### Brief
Which of the lines below contain the string "macos"? Pull each one out of the data.

BEGIN Supplied material

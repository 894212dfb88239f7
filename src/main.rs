use std::time::Duration;

use anyhow::Context;
use clap::error::ErrorKind;
use ffmpeg_pump::{Locator, PumpConfig, PumpStats, Repeater, SinkTarget};

mod cli;

use cli::RepeaterArgs;

fn init_logging() {
    env_logger::Builder::from_default_env()
        .filter_level(log::LevelFilter::Info)
        .filter_module("ffmpeg_pump", log::LevelFilter::Info)
        .init();
}

#[tokio::main]
async fn main() -> ! {
    let args = match cli::parse_from(std::env::args_os()) {
        Ok(args) => args,
        Err(e) => {
            let _ = e.print();
            let code = match e.kind() {
                ErrorKind::DisplayHelp | ErrorKind::DisplayVersion => 0,
                _ => 1,
            };
            std::process::exit(code);
        }
    };

    init_logging();
    ffmpeg_pump::init().unwrap_or_else(|e| {
        eprintln!("Error: {}", e);
        std::process::exit(1);
    });

    println!("========================================");
    println!("MediaKit v{}", env!("CARGO_PKG_VERSION"));
    println!("========================================");
    println!("Protocol: {}", args.protocol);
    println!("Video file: {}", args.file);
    println!("Stream URL: {}", args.url);
    println!(
        "Loop mode: {}",
        if args.loop_replay { "enabled" } else { "disabled" }
    );

    match run(args).await {
        Ok(stats) => {
            println!("Final statistics: {}", stats);
            println!("MediaKit stopped.");
            std::process::exit(0);
        }
        Err(e) => {
            eprintln!("Error: {:#}", e);
            std::process::exit(1);
        }
    }
}

async fn run(args: RepeaterArgs) -> anyhow::Result<PumpStats> {
    let target = SinkTarget::new(args.protocol, &args.url)?;
    let locator = Locator::file(&args.file)?;
    let config = PumpConfig::default().with_loop_replay(args.loop_replay);

    let repeater = Repeater::repeater(target, config);
    repeater
        .start(&locator)
        .context("failed to start stream")?;
    println!("Streaming started. Press Ctrl+C to stop.");

    wait_for_shutdown(&repeater).await;

    println!("Stopping stream...");
    tokio::task::block_in_place(|| repeater.stop());
    Ok(repeater.stats())
}

/// Returns on SIGINT, SIGTERM or once the repeater stopped by itself.
async fn wait_for_shutdown(repeater: &Repeater) {
    let ctrl_c = tokio::signal::ctrl_c();
    tokio::pin!(ctrl_c);
    let terminate = terminate();
    tokio::pin!(terminate);
    let mut tick = tokio::time::interval(Duration::from_secs(1));

    loop {
        tokio::select! {
            _ = &mut ctrl_c => {
                println!("Received SIGINT, shutting down...");
                return;
            },
            _ = &mut terminate => {
                println!("Received SIGTERM, shutting down...");
                return;
            },
            _ = tick.tick() => {
                if !repeater.is_running() {
                    log::info!("repeater stopped by itself");
                    return;
                }
            },
        }
    }
}

#[cfg(unix)]
async fn terminate() {
    use tokio::signal::unix::{SignalKind, signal};

    match signal(SignalKind::terminate()) {
        Ok(mut stream) => {
            stream.recv().await;
        }
        Err(e) => {
            log::warn!("cannot listen for SIGTERM: {}", e);
            std::future::pending::<()>().await;
        }
    }
}

#[cfg(not(unix))]
async fn terminate() {
    std::future::pending::<()>().await;
}
use std::fmt::{Display, Formatter};

use crate::locator::Locator;

/// A capture camera seen in a device snapshot.
#[derive(Clone, Debug, PartialEq, Eq)]
pub struct CameraDevice {
    /// Position in the platform's device order (`/dev/videoN`, avfoundation index).
    pub index: usize,
    pub description: String,
    /// Device node, when the platform exposes one.
    pub path: Option<String>,
}

impl CameraDevice {
    /// True when `name` is this camera's description or device node.
    pub fn matches(&self, name: &str) -> bool {
        self.description == name || self.path.as_deref() == Some(name)
    }

    /// Platform capture locator for this camera.
    pub fn locator(&self) -> Locator {
        #[cfg(target_os = "macos")]
        {
            Locator::device("avfoundation", &self.index.to_string())
        }
        #[cfg(target_os = "windows")]
        {
            Locator::device("dshow", &format!("video={}", self.description))
        }
        #[cfg(not(any(target_os = "macos", target_os = "windows")))]
        {
            let path = self
                .path
                .clone()
                .unwrap_or_else(|| format!("/dev/video{}", self.index));
            Locator::device("v4l2", &path)
        }
    }
}

impl Display for CameraDevice {
    fn fmt(&self, f: &mut Formatter<'_>) -> std::fmt::Result {
        write!(f, "[{}] {}", self.index, self.description)?;
        if let Some(path) = &self.path {
            write!(f, " ({})", path)?;
        }
        Ok(())
    }
}

/// Takes a fresh snapshot of the cameras attached right now. Nothing is cached.
pub fn list_cameras() -> Vec<CameraDevice> {
    #[cfg(target_os = "linux")]
    {
        match v4l2_device_paths() {
            Ok(paths) => paths
                .into_iter()
                .enumerate()
                .map(|(index, path)| {
                    let description = v4l2_device_name(&path)
                        .unwrap_or_else(|| path.display().to_string());
                    CameraDevice {
                        index,
                        description,
                        path: Some(path.display().to_string()),
                    }
                })
                .collect(),
            Err(e) => {
                log::warn!("camera enumeration failed: {:#}", e);
                Vec::new()
            }
        }
    }
    #[cfg(not(target_os = "linux"))]
    {
        log::debug!("camera enumeration is not available on this platform");
        Vec::new()
    }
}

#[cfg(target_os = "linux")]
pub fn v4l2_device_paths() -> anyhow::Result<Vec<std::path::PathBuf>> {
    use std::path::PathBuf;
    let mut paths: Vec<PathBuf> = std::fs::read_dir("/dev")?
        .filter_map(|e| e.ok())
        .map(|e| e.path())
        .filter(|p| {
            p.file_name()
                .and_then(|n| n.to_str())
                .map(|s| s.starts_with("video"))
                .unwrap_or(false)
        })
        .collect();
    paths.sort();
    Ok(paths)
}

/// Human readable name the driver reports under sysfs.
#[cfg(target_os = "linux")]
fn v4l2_device_name(path: &std::path::Path) -> Option<String> {
    let node = path.file_name()?.to_str()?;
    let name = std::fs::read_to_string(format!("/sys/class/video4linux/{}/name", node)).ok()?;
    let name = name.trim();
    (!name.is_empty()).then(|| name.to_string())
}

/// An FFmpeg capture input format (v4l2, avfoundation, lavfi, ...).
#[derive(Clone, Debug)]
pub struct VideoInputFormat {
    pub name: String,
    pub description: String,
}

impl Display for VideoInputFormat {
    fn fmt(&self, f: &mut Formatter<'_>) -> std::fmt::Result {
        write!(f, "{}: {}", self.name, self.description)
    }
}

/// Capture formats compiled into the linked FFmpeg. Requires [`crate::init`].
pub fn input_video_formats() -> Vec<VideoInputFormat> {
    ffmpeg_next::device::input::video()
        .map(|format| VideoInputFormat {
            name: format.name().to_string(),
            description: format.description().to_string(),
        })
        .collect()
}
//! Scripted sessions for driving the worker and controller without real media.

use std::sync::atomic::{AtomicUsize, Ordering};
use std::sync::{Arc, Mutex};
use std::thread;
use std::time::Duration;

use bytes::Bytes;
use ffmpeg_next::Rational;

use crate::{
    error::{OpenError, PumpError, ReadError, WriteError},
    frame::DecodedFrame,
    locator::Locator,
    packet::MediaUnit,
    session::{CodecSession, UnitSink},
    stream::StreamSession,
};

pub(crate) const FAKE_WIDTH: u32 = 4;
pub(crate) const FAKE_HEIGHT: u32 = 2;
pub(crate) const FAKE_FRAME_RATE: f64 = 200.0;
pub(crate) const UNIT_SIZE: usize = 100;
/// Units are stamped `10 * position` in this time base (milliseconds).
pub(crate) const TIME_BASE: Rational = Rational(1, 1000);

#[derive(Clone, Debug)]
pub(crate) enum Step {
    Unit { track: usize },
    EndOfStream,
    Transport,
    Fatal,
    /// In the first opened session: blocks the reading thread, ignoring
    /// cancellation, then reports end of stream. Later sessions skip it.
    Stall(Duration),
    /// A track-0 unit the egress sink refuses to write.
    Unwritable,
}

/// Size of the units produced by [`Step::Unwritable`].
const UNWRITABLE_SIZE: usize = 1;

pub(crate) fn units(count: usize) -> Vec<Step> {
    vec![Step::Unit { track: 0 }; count]
}

#[derive(Clone)]
pub(crate) struct Script {
    steps: Arc<Vec<Step>>,
    then: Step,
    /// Opens beyond this many fail.
    open_limit: Option<usize>,
}

impl Script {
    pub(crate) fn new(steps: Vec<Step>) -> Self {
        Self {
            steps: Arc::new(steps),
            then: Step::EndOfStream,
            open_limit: None,
        }
    }

    /// Step repeated once the script runs out.
    pub(crate) fn then(mut self, step: Step) -> Self {
        self.then = step;
        self
    }

    pub(crate) fn open_limit(mut self, opens: usize) -> Self {
        self.open_limit = Some(opens);
        self
    }
}

/// Counters shared by every session a factory creates.
#[derive(Clone, Default)]
pub(crate) struct Tally {
    opens: Arc<AtomicUsize>,
    closes: Arc<AtomicUsize>,
    reads: Arc<AtomicUsize>,
    /// `(open number, pts)` of every written unit.
    written: Arc<Mutex<Vec<(usize, i64)>>>,
}

impl Tally {
    pub(crate) fn opens(&self) -> usize {
        self.opens.load(Ordering::SeqCst)
    }

    pub(crate) fn closes(&self) -> usize {
        self.closes.load(Ordering::SeqCst)
    }

    pub(crate) fn reads(&self) -> usize {
        self.reads.load(Ordering::SeqCst)
    }

    pub(crate) fn written(&self) -> Vec<(usize, i64)> {
        self.written.lock().unwrap().clone()
    }
}

struct ScriptedSource {
    script: Script,
    tally: Tally,
    cursor: usize,
    /// 1 for the first session any factory product opened, 2 for the next, ...
    open_number: usize,
    stream: Option<StreamSession>,
}

impl ScriptedSource {
    fn new(script: Script, tally: Tally) -> Self {
        Self {
            script,
            tally,
            cursor: 0,
            open_number: 0,
            stream: None,
        }
    }

    fn open(&mut self, locator: &Locator) -> Result<StreamSession, OpenError> {
        if self.stream.is_some() {
            return Err(OpenError::AlreadyOpen);
        }
        if let Some(limit) = self.script.open_limit {
            if self.tally.opens() >= limit {
                return Err(OpenError::NoVideoTrack);
            }
        }
        self.open_number = self.tally.opens.fetch_add(1, Ordering::SeqCst) + 1;
        self.cursor = 0;
        let stream = StreamSession {
            locator: locator.to_string(),
            track_index: 0,
            width: FAKE_WIDTH,
            height: FAKE_HEIGHT,
            frame_rate: FAKE_FRAME_RATE,
            time_base: TIME_BASE,
            codec: "rawvideo".to_string(),
        };
        self.stream = Some(stream.clone());
        Ok(stream)
    }

    fn read(&mut self) -> Result<MediaUnit, ReadError> {
        if self.stream.is_none() {
            return Err(ReadError::Fatal("session is not open".to_string()));
        }
        self.tally.reads.fetch_add(1, Ordering::SeqCst);
        let (position, step) = loop {
            let position = self.cursor;
            self.cursor += 1;
            let step = self
                .script
                .steps
                .get(position)
                .cloned()
                .unwrap_or_else(|| self.script.then.clone());
            match step {
                Step::Stall(_) if self.open_number > 1 => continue,
                step => break (position, step),
            }
        };
        match step {
            Step::Unit { track } => {
                let pts = position as i64 * 10;
                Ok(MediaUnit::new(
                    &[position as u8; UNIT_SIZE],
                    Some(pts),
                    Some(pts),
                    track,
                    TIME_BASE,
                ))
            }
            Step::EndOfStream => Err(ReadError::EndOfStream),
            Step::Transport => Err(ReadError::Transport {
                code: -5,
                message: "Input/output error".to_string(),
            }),
            Step::Fatal => Err(ReadError::Fatal("Cannot allocate memory".to_string())),
            Step::Stall(duration) => {
                thread::sleep(duration);
                Err(ReadError::EndOfStream)
            }
            Step::Unwritable => Ok(MediaUnit::new(
                &[0u8; UNWRITABLE_SIZE],
                Some(position as i64 * 10),
                None,
                0,
                TIME_BASE,
            )),
        }
    }

    fn close(&mut self) {
        if self.stream.take().is_some() {
            self.tally.closes.fetch_add(1, Ordering::SeqCst);
        }
    }
}

/// Ingest stand-in: every unit decodes to a 4x2 frame filled with its position.
pub(crate) struct FakeIngest(ScriptedSource);

impl FakeIngest {
    pub(crate) fn new(script: Script, tally: Tally) -> Self {
        Self(ScriptedSource::new(script, tally))
    }
}

impl CodecSession for FakeIngest {
    type Output = DecodedFrame;

    fn open(&mut self, locator: &Locator) -> Result<StreamSession, OpenError> {
        self.0.open(locator)
    }

    fn is_open(&self) -> bool {
        self.0.stream.is_some()
    }

    fn stream(&self) -> Option<&StreamSession> {
        self.0.stream.as_ref()
    }

    fn read_unit(&mut self) -> Result<MediaUnit, ReadError> {
        self.0.read()
    }

    fn process_unit(&mut self, unit: MediaUnit) -> Result<Option<DecodedFrame>, PumpError> {
        let fill = unit.data().first().copied().unwrap_or_default();
        let stride = FAKE_WIDTH as usize * 3;
        let data = Bytes::from(vec![fill; stride * FAKE_HEIGHT as usize]);
        DecodedFrame::new(FAKE_WIDTH, FAKE_HEIGHT, stride, data, unit.pts())
            .map(Some)
            .map_err(|e| PumpError::Decode(e.to_string()))
    }

    fn close(&mut self) {
        self.0.close()
    }
}

/// Egress stand-in recording what reaches the sink.
pub(crate) struct FakeEgress(ScriptedSource);

impl FakeEgress {
    pub(crate) fn new(script: Script, tally: Tally) -> Self {
        Self(ScriptedSource::new(script, tally))
    }
}

impl CodecSession for FakeEgress {
    type Output = MediaUnit;

    fn open(&mut self, locator: &Locator) -> Result<StreamSession, OpenError> {
        self.0.open(locator)
    }

    fn is_open(&self) -> bool {
        self.0.stream.is_some()
    }

    fn stream(&self) -> Option<&StreamSession> {
        self.0.stream.as_ref()
    }

    fn read_unit(&mut self) -> Result<MediaUnit, ReadError> {
        self.0.read()
    }

    fn process_unit(&mut self, mut unit: MediaUnit) -> Result<Option<MediaUnit>, PumpError> {
        unit.retarget(0);
        Ok(Some(unit))
    }

    fn close(&mut self) {
        self.0.close()
    }
}

impl UnitSink for FakeEgress {
    fn write_unit(&mut self, unit: MediaUnit) -> Result<usize, WriteError> {
        if self.0.stream.is_none() {
            return Err(WriteError::NotOpen);
        }
        if unit.size() == UNWRITABLE_SIZE {
            return Err(WriteError::Sink {
                url: "scripted://sink".to_string(),
                source: ffmpeg_next::Error::Other { errno: 32 },
            });
        }
        let pass = self.0.tally.opens();
        self.0
            .tally
            .written
            .lock()
            .unwrap()
            .push((pass, unit.pts().unwrap_or(-1)));
        Ok(unit.size())
    }
}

END Supplied material

### Reply
        #[cfg(target_os = "macos")]
        #[cfg(not(any(target_os = "macos", target_os = "windows")))]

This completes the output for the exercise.